■ **Records provided**
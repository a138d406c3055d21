//! Operator commands.

use crate::app::Haven;
use anyhow::{Context, Result, bail};
use clap::Subcommand;
use haven_types::ProfileId;
use serde_json::Value;
use std::fmt::Write;

#[derive(Subcommand, Debug)]
pub enum Command {
    /// Manage profiles
    #[command(subcommand)]
    Profiles(ProfilesCommand),

    /// Read and write settings
    #[command(subcommand)]
    Settings(SettingsCommand),

    /// Search the active profile's history
    History {
        /// Case-insensitive URL or title filter
        query: Option<String>,

        /// Maximum number of entries
        #[arg(short, long)]
        limit: Option<usize>,
    },
}

#[derive(Subcommand, Debug)]
pub enum ProfilesCommand {
    List,
    Create { name: String },
    Delete { id: ProfileId },
    /// Make a profile active
    Use { id: ProfileId },
}

#[derive(Subcommand, Debug)]
pub enum SettingsCommand {
    Get { key: String },
    /// Set a value; anything that is not valid JSON is stored as a string
    Set { key: String, value: String },
    Rm { key: String },
    /// Print every setting, secrets masked
    All {
        #[arg(long)]
        unmasked: bool,
    },
}

/// Runs a command and returns what should be printed.
pub async fn run(haven: &Haven, command: Command) -> Result<String> {
    match command {
        Command::Profiles(cmd) => profiles(haven, cmd).await,
        Command::Settings(cmd) => settings(haven, cmd).await,
        Command::History { query, limit } => history(haven, query.as_deref(), limit).await,
    }
}

async fn profiles(haven: &Haven, command: ProfilesCommand) -> Result<String> {
    let store = &haven.profiles;
    match command {
        ProfilesCommand::List => {
            let mut out = String::new();
            for p in store.list_profiles().await? {
                let marker = if p.is_active { '*' } else { ' ' };
                writeln!(
                    out,
                    "{marker} {}  {}  (last active {})",
                    p.id,
                    p.name,
                    p.last_active.format("%Y-%m-%d %H:%M")
                )?;
            }
            Ok(out.trim_end().to_string())
        }
        ProfilesCommand::Create { name } => {
            let id = store.create_profile(&name).await?;
            Ok(id.to_string())
        }
        ProfilesCommand::Delete { id } => {
            let active = store.delete_profile(id).await?;
            Ok(match active {
                Some(active) => format!("deleted {id}, active profile is {active}"),
                None => format!("deleted {id}, no profiles left"),
            })
        }
        ProfilesCommand::Use { id } => {
            store.set_active_profile(id).await?;
            Ok(format!("active profile is {id}"))
        }
    }
}

async fn settings(haven: &Haven, command: SettingsCommand) -> Result<String> {
    let resolver = &haven.settings;
    match command {
        SettingsCommand::Get { key } => match resolver.get_setting(&key).await? {
            Some(value) => Ok(serde_json::to_string_pretty(&value)?),
            None => bail!("{key} is not set"),
        },
        SettingsCommand::Set { key, value } => {
            let value = parse_value(&value);
            resolver
                .set_setting(&key, value)
                .await
                .with_context(|| format!("setting {key}"))?;
            Ok(String::new())
        }
        SettingsCommand::Rm { key } => {
            resolver.remove_setting(&key).await?;
            Ok(String::new())
        }
        SettingsCommand::All { unmasked } => {
            let all = resolver.get_all_settings(!unmasked).await?;
            Ok(serde_json::to_string_pretty(&Value::Object(all))?)
        }
    }
}

async fn history(haven: &Haven, query: Option<&str>, limit: Option<usize>) -> Result<String> {
    let Some(profile) = haven.profiles.active_profile_id().await? else {
        bail!("no active profile");
    };
    let entries = haven
        .profiles
        .get_navigation_history(profile, query, limit)
        .await?;

    let mut out = String::new();
    for entry in entries {
        writeln!(
            out,
            "{:>5}  {}  {}",
            entry.visit_count, entry.url, entry.title
        )?;
    }
    Ok(out.trim_end().to_string())
}

/// JSON if it parses, else the raw string.
pub fn parse_value(raw: &str) -> Value {
    serde_json::from_str(raw).unwrap_or_else(|_| Value::String(raw.to_string()))
}
//! Haven storage CLI
//!
//! Opens the data directory, runs one command against the profile and
//! settings stores, then seals the desktop store the same way the browser
//! does on quit.
//!
//! Usage:
//!   haven profiles list
//!   haven settings set theme '"dark"'
//!   haven history github --limit 5

use std::path::PathBuf;
use std::sync::Arc;

use anyhow::{Context, Result, bail};
use clap::Parser;
use haven_cli::{Command, Haven, HavenConfig};
use haven_crypto::KeychainPlatform;
use haven_settings::EnvSnapshot;
use haven_vault::SealOutcome;
use tracing::debug;
use tracing_subscriber::EnvFilter;

#[derive(Parser, Debug)]
#[command(name = "haven")]
#[command(about = "Inspect and edit Haven profiles and settings")]
struct Args {
    /// Data directory (defaults to $HAVEN_DATA_DIR, then the platform data dir)
    #[arg(long, global = true)]
    data_dir: Option<PathBuf>,

    /// Enable verbose debug logging
    #[arg(short, long, global = true)]
    verbose: bool,

    #[command(subcommand)]
    command: Command,
}

#[tokio::main]
async fn main() -> Result<()> {
    let args = Args::parse();
    let filter = if args.verbose {
        EnvFilter::new("debug")
    } else {
        EnvFilter::try_from_default_env().unwrap_or_else(|_| EnvFilter::new("info"))
    };
    tracing_subscriber::fmt()
        .with_env_filter(filter)
        .with_target(false)
        .with_writer(std::io::stderr)
        .compact()
        .init();

    let config = HavenConfig::from_env(args.data_dir);
    debug!(config = ?config, "Starting");
    let haven = Haven::open(
        config,
        Arc::new(KeychainPlatform::new()),
        Arc::new(EnvSnapshot::capture()),
    )
    .await
    .context("failed to open Haven data")?;

    // The store is sealed even when the command fails.
    let result = haven_cli::run(&haven, args.command).await;
    let outcome = haven.shutdown().await;

    let output = result?;
    if !output.is_empty() {
        println!("{output}");
    }
    if let SealOutcome::Failed { reason } = outcome {
        bail!("store not sealed: {reason}");
    }
    Ok(())
}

■ **Exercise brief**
Please copy each line of the records above that holds the word "format".

■ **Exercise output**
                    p.last_active.format("%Y-%m-%d %H:%M")
                Some(active) => format!("deleted {id}, active profile is {active}"),
                None => format!("deleted {id}, no profiles left"),
            Ok(format!("active profile is {id}"))
                .with_context(|| format!("setting {key}"))?;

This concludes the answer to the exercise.